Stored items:
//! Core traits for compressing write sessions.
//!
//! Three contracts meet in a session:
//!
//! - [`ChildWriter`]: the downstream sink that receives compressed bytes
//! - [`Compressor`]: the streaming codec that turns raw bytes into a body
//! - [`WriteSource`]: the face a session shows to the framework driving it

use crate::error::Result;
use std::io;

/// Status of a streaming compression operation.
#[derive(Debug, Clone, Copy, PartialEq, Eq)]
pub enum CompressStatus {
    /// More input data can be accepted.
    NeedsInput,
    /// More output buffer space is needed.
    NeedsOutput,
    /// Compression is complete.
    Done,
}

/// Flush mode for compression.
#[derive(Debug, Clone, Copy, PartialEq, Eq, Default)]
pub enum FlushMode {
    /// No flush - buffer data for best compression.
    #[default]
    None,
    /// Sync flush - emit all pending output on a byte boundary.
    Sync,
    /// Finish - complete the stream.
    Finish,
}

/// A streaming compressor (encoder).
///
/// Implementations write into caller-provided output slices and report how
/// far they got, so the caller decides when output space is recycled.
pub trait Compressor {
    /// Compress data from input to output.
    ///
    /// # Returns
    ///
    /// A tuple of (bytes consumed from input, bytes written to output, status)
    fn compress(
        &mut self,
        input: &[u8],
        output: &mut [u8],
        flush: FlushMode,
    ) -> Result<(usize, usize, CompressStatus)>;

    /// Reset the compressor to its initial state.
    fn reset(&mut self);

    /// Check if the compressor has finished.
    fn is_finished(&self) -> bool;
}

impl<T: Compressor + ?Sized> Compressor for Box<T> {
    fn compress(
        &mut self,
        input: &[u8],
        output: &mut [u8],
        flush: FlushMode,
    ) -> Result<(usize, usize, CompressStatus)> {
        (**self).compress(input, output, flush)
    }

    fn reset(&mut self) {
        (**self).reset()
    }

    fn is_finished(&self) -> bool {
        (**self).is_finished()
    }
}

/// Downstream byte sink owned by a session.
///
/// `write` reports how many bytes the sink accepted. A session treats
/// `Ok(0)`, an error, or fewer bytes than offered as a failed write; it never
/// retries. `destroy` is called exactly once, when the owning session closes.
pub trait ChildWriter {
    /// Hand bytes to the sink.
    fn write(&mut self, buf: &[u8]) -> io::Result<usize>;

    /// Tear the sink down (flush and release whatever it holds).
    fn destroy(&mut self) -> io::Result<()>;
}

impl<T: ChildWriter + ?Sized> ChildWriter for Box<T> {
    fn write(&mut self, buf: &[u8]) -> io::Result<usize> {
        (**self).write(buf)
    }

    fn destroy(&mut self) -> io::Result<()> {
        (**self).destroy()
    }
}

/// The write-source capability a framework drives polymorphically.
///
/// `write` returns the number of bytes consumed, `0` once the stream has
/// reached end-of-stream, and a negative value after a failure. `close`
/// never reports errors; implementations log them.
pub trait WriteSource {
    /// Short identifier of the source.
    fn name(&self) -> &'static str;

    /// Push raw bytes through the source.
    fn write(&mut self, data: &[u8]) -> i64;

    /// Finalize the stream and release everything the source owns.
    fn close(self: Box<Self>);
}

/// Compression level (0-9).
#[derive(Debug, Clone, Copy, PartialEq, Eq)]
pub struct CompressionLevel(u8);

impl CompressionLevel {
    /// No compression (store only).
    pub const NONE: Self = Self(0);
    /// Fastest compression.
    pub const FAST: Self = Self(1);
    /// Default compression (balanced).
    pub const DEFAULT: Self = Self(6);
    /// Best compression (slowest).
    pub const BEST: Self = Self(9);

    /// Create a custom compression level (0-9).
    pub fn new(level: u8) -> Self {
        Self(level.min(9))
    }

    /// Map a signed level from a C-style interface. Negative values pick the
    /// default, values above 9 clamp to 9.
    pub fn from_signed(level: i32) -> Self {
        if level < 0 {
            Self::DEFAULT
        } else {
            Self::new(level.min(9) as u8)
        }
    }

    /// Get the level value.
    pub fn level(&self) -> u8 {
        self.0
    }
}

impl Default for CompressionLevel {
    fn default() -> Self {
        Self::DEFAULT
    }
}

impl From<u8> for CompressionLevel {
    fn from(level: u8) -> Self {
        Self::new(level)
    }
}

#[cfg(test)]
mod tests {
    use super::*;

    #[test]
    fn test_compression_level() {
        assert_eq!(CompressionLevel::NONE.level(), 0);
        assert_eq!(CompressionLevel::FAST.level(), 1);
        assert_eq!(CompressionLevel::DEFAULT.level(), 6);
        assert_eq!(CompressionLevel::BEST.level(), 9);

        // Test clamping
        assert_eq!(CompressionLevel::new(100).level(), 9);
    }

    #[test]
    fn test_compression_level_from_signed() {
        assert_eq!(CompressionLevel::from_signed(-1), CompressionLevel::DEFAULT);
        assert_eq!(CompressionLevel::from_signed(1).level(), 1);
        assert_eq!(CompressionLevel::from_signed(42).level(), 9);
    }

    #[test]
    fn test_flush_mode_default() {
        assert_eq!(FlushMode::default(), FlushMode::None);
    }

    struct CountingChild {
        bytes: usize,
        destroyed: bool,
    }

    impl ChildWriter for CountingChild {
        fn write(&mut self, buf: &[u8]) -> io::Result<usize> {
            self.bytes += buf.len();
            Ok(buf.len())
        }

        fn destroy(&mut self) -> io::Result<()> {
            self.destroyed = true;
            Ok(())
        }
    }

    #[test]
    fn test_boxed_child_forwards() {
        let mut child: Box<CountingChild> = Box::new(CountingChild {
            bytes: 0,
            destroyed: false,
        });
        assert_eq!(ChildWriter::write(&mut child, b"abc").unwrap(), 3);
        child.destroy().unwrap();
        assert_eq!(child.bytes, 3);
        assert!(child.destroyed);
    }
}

*Exercise requirements*.
Some lines of the data above may hold the word "sink"; report how many do, and nothing else.

*Worked solution*.
5